§ **THE PROBLEM**
From the entries below, transcribe exactly the lines between the line holding "currently held down" and the line holding "self.just_pressed.clear();", inclusive; skip all other lines.

Items from a dataset
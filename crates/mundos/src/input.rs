//! Keyboard and mouse input state.
//!
//! The host (window layer, test harness, replay tool) feeds events into an
//! [`InputState`] and hands it to the frame loop by shared reference. Scripts
//! only ever read it.
//!
//! [`Input`] tracks which keys/buttons are held, were pressed this frame, or
//! were released this frame.

use std::collections::HashSet;
use std::hash::Hash;

use crate::math::Vec2;

/// Keys the engine and its built-in scripts know about.
#[derive(Debug, Clone, Copy, PartialEq, Eq, Hash)]
pub enum Key {
    W,
    A,
    S,
    D,
    Q,
    E,
    R,
    Space,
    LeftShift,
    LeftControl,
    Escape,
    Tab,
    Enter,
    ArrowUp,
    ArrowDown,
    ArrowLeft,
    ArrowRight,
}

#[derive(Debug, Clone, Copy, PartialEq, Eq, Hash)]
pub enum MouseButton {
    Left,
    Right,
    Middle,
}

/// Tracks the state of a set of inputs (keys or mouse buttons).
///
/// - `pressed`: currently held down
/// - `just_pressed`: went down this frame
/// - `just_released`: went up this frame
#[derive(Debug, Clone)]
pub struct Input<T: Eq + Hash + Copy> {
    pressed: HashSet<T>,
    just_pressed: HashSet<T>,
    just_released: HashSet<T>,
}

impl<T: Eq + Hash + Copy> Input<T> {
    pub fn new() -> Self {
        Self {
            pressed: HashSet::new(),
            just_pressed: HashSet::new(),
            just_released: HashSet::new(),
        }
    }

    pub fn pressed(&self, input: T) -> bool {
        self.pressed.contains(&input)
    }

    pub fn just_pressed(&self, input: T) -> bool {
        self.just_pressed.contains(&input)
    }

    pub fn just_released(&self, input: T) -> bool {
        self.just_released.contains(&input)
    }

    /// Record a press. Repeats while held don't count as a new press.
    pub fn press(&mut self, input: T) {
        if self.pressed.insert(input) {
            self.just_pressed.insert(input);
        }
    }

    pub fn release(&mut self, input: T) {
        if self.pressed.remove(&input) {
            self.just_released.insert(input);
        }
    }

    /// Clear per-frame state.
    pub fn clear_just(&mut self) {
        self.just_pressed.clear();
        self.just_released.clear();
    }
}

impl<T: Eq + Hash + Copy> Default for Input<T> {
    fn default() -> Self {
        Self::new()
    }
}

/// Mouse cursor position in window coordinates.
#[derive(Debug, Clone, Copy, Default, PartialEq)]
pub struct CursorPosition {
    pub x: f32,
    pub y: f32,
}

/// Everything the scripts can see of the user's input for one frame.
#[derive(Debug, Clone, Default)]
pub struct InputState {
    pub keys: Input<Key>,
    pub mouse_buttons: Input<MouseButton>,
    pub cursor: CursorPosition,
    /// Cursor movement since the previous frame, in pixels.
    pub mouse_delta: Vec2,
    pub scroll: f32,
}

impl InputState {
    pub fn new() -> Self {
        Self::default()
    }

    pub fn key_pressed(&self, key: Key) -> bool {
        self.keys.pressed(key)
    }

    pub fn key_just_pressed(&self, key: Key) -> bool {
        self.keys.just_pressed(key)
    }

    /// Move the cursor, accumulating the delta for this frame.
    pub fn move_cursor(&mut self, x: f32, y: f32) {
        self.mouse_delta += Vec2::new(x - self.cursor.x, y - self.cursor.y);
        self.cursor = CursorPosition { x, y };
    }

    /// Reset the per-frame parts: edge-triggered keys, mouse delta and scroll.
    pub fn end_frame(&mut self) {
        self.keys.clear_just();
        self.mouse_buttons.clear_just();
        self.mouse_delta = Vec2::ZERO;
        self.scroll = 0.0;
    }
}

#[cfg(test)]
mod tests {
    use super::*;

    #[test]
    fn press_and_release_edges() {
        let mut input = Input::new();
        input.press(Key::W);
        input.press(Key::W);
        assert!(input.pressed(Key::W));
        assert!(input.just_pressed(Key::W));
        input.clear_just();
        assert!(!input.just_pressed(Key::W));
        input.release(Key::W);
        assert!(input.just_released(Key::W));
        assert!(!input.pressed(Key::W));
    }

    #[test]
    fn cursor_delta_accumulates_until_end_of_frame() {
        let mut state = InputState::new();
        state.move_cursor(10.0, 5.0);
        state.move_cursor(12.0, 4.0);
        assert_eq!(state.mouse_delta, Vec2::new(12.0, 4.0));
        state.end_frame();
        assert_eq!(state.mouse_delta, Vec2::ZERO);
        state.move_cursor(13.0, 4.0);
        assert_eq!(state.mouse_delta, Vec2::new(1.0, 0.0));
    }
}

§ **ANSWER BOX**
/// - `pressed`: currently held down
/// - `just_pressed`: went down this frame
/// - `just_released`: went up this frame
#[derive(Debug, Clone)]
pub struct Input<T: Eq + Hash + Copy> {
    pressed: HashSet<T>,
    just_pressed: HashSet<T>,
    just_released: HashSet<T>,
}

impl<T: Eq + Hash + Copy> Input<T> {
    pub fn new() -> Self {
        Self {
            pressed: HashSet::new(),
            just_pressed: HashSet::new(),
            just_released: HashSet::new(),
        }
    }

    pub fn pressed(&self, input: T) -> bool {
        self.pressed.contains(&input)
    }

    pub fn just_pressed(&self, input: T) -> bool {
        self.just_pressed.contains(&input)
    }

    pub fn just_released(&self, input: T) -> bool {
        self.just_released.contains(&input)
    }

    /// Record a press. Repeats while held don't count as a new press.
    pub fn press(&mut self, input: T) {
        if self.pressed.insert(input) {
            self.just_pressed.insert(input);
        }
    }

    pub fn release(&mut self, input: T) {
        if self.pressed.remove(&input) {
            self.just_released.insert(input);
        }
    }

    /// Clear per-frame state.
    pub fn clear_just(&mut self) {
        self.just_pressed.clear();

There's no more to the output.